In January 2010 I moved from LiveTechnology, a growth startup with funding from Omnicom Group that for nearly a decade gave me amazing access to the top integrated marketing talent in the world to Avitage, a B2B marketing specialist firm outside of Boston. The timing could not have been better. Over those next few months I became deeply engrained in a fast moving, rapidly evolving B2B marketing landscape that had three emerging concepts.

Inbound MarketingHubSpot defined and took ownership of this concept, stating that the new age of marketing was one not led by outbound, disruption tactics, but fueled by a content driven web presence that attracted prospects. HubSpot became the technology of choice, particularly for small businesses aiming to drive top of the funnel lead generation through their websites.

Content Marketing – I started following Joe Pulizzi who espoused the virtues of content marketing. Some came to say “All marketing is content marketing” (to dismiss the notion of content marketing as a new insight), but the point regardless was that the value of thinking like a publisher and creating content to serve the needs of your audience was going to be a key driver for marketing success more than ever before. And I noted in this interview with Aberdeen Group, Content Marketing is essential to Inbound Marketing success and is in fact bigger in scope than Inbound Marketing as it fuels interactions with buyers at all stages including existing customers.

Revenue Marketing - The momentum of Revenue Marketing trailed a bit from the other two concepts, I seem to remember both Marketo and Eloqua stepping into that theme around early 2011. To me, Revenue Marketing meant that the marketer could now impact and measure all the way through to opportunity/pipeline and wins in connecting marketing investments and programs to business impact.
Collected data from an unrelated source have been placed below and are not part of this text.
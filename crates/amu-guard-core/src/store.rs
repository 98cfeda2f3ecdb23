//! Repository traits injected into the pipeline components.
//!
//! [`crate::db::Database`] implements all of them; tests can substitute
//! their own stores.

use crate::biomass::{BiomassFilter, BiomassInput};
use crate::db::DbResult;
use crate::models::{
    AmuRiskRecord, Entity, Farm, FeedEntry, FeedRiskSummary, FeedScore, LabTestReport, Laboratory,
    Sample, SampleRequest, SampleStatus, Treatment,
};

pub trait TreatmentStore {
    fn get_treatment(&self, treatment_id: &str) -> DbResult<Option<Treatment>>;
    fn get_entity(&self, entity_id: &str) -> DbResult<Option<Entity>>;
    fn get_farm(&self, farm_id: &str) -> DbResult<Option<Farm>>;
}

/// Write-once storage of AMU risk records.
pub trait RiskRecordStore {
    /// Insert a record. A second record for the same treatment is a `Conflict`.
    fn insert_risk_record(&self, record: &AmuRiskRecord) -> DbResult<()>;
    fn get_risk_record(&self, treatment_id: &str) -> DbResult<Option<AmuRiskRecord>>;
    /// Records with a safe date and no sample request yet.
    fn list_records_without_request(&self) -> DbResult<Vec<AmuRiskRecord>>;
}

pub trait LaboratoryStore {
    /// All laboratories in creation order.
    fn list_laboratories(&self) -> DbResult<Vec<Laboratory>>;
    fn get_laboratory(&self, lab_id: &str) -> DbResult<Option<Laboratory>>;
}

/// Sample request lifecycle storage. Status writes are compare-and-set.
pub trait SampleStore {
    /// Insert a request. A second request for the same treatment is a `Conflict`.
    fn insert_sample_request(&self, request: &SampleRequest) -> DbResult<()>;
    fn get_sample_request(&self, request_id: &str) -> DbResult<Option<SampleRequest>>;
    fn get_sample_request_for_treatment(&self, treatment_id: &str)
        -> DbResult<Option<SampleRequest>>;
    fn list_sample_requests(&self, status: Option<SampleStatus>) -> DbResult<Vec<SampleRequest>>;
    fn list_requests_for_lab(&self, lab_id: &str) -> DbResult<Vec<SampleRequest>>;
    /// `requested` rows with no laboratory, oldest first.
    fn list_unassigned_requests(&self) -> DbResult<Vec<SampleRequest>>;

    /// Assign a lab to an unassigned, still-requested row. `false` if the row no longer qualifies.
    fn assign_laboratory(&self, request_id: &str, lab_id: &str) -> DbResult<bool>;

    /// Move `from -> to` only if the row is still at `from`.
    fn update_request_status(
        &self,
        request_id: &str,
        from: SampleStatus,
        to: SampleStatus,
    ) -> DbResult<bool>;

    /// Insert the sample and move its request to `collected` atomically.
    fn record_collection(&self, sample: &Sample) -> DbResult<()>;
    fn get_sample(&self, sample_id: &str) -> DbResult<Option<Sample>>;
    fn get_sample_for_request(&self, request_id: &str) -> DbResult<Option<Sample>>;

    /// Insert the report and move its request to `tested` atomically.
    fn record_test_report(&self, report: &LabTestReport) -> DbResult<()>;
    fn get_report_for_request(&self, request_id: &str) -> DbResult<Option<LabTestReport>>;
}

pub trait FeedStore {
    fn get_feed_score(&self, species: &str, feed_item: &str) -> DbResult<Option<FeedScore>>;
    /// Write the summary and all entries in one transaction.
    fn save_feed_assessment(&self, summary: &FeedRiskSummary, entries: &[FeedEntry])
        -> DbResult<()>;
}

pub trait BiomassSource {
    fn biomass_inputs(&self, filter: &BiomassFilter) -> DbResult<Vec<BiomassInput>>;
}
Interestingly, as I Google search these phrases today, we can see how they compare in terms of broad appeal:

  • 117,000 results for Revenue Marketing
  • 1,140,000 results for Inbound Marketing (10X Revenue Marketing)
  • 5,570,000 results for Content Marketing (48X Revenue Marketing)

So the Revenue Marketers are a more concentrated bunch, you might say, while the other concepts have more a broader following. Which is interesting because it's Revenue Marketing that drives sustained growth, through a variety of strategies, of which one will be Content Marketing. So you can make the case that Revenue Marketing is a much broader concept than Content Marketing in spite of only having 1/50th the buzz.

Which gets us to, the compilation of all three of these -- Moneyball Marketing. Moneyball Marketing is Revenue Marketing with a focus on data-driven business growth. Moneyball makes the mainstream connection to say we will do to Marketing what Billy Beane did to Baseball.... an analytics driven approach to building success. 

Moneyball Marketing requires a systematic and programmatic approach to scaling revenue through a marketing-to-sales end to end process.

Within this space we’ll discuss how to drive Moneyball Marketing including areas such as the Closed Loop Marketing process and systems required to power this and all the aspects of Demand Generation required to maximize the impact including digital marketing, marketing programs such as webinars,  customer marketing, influencer marketing, teleprospecting and sales prospecting programs.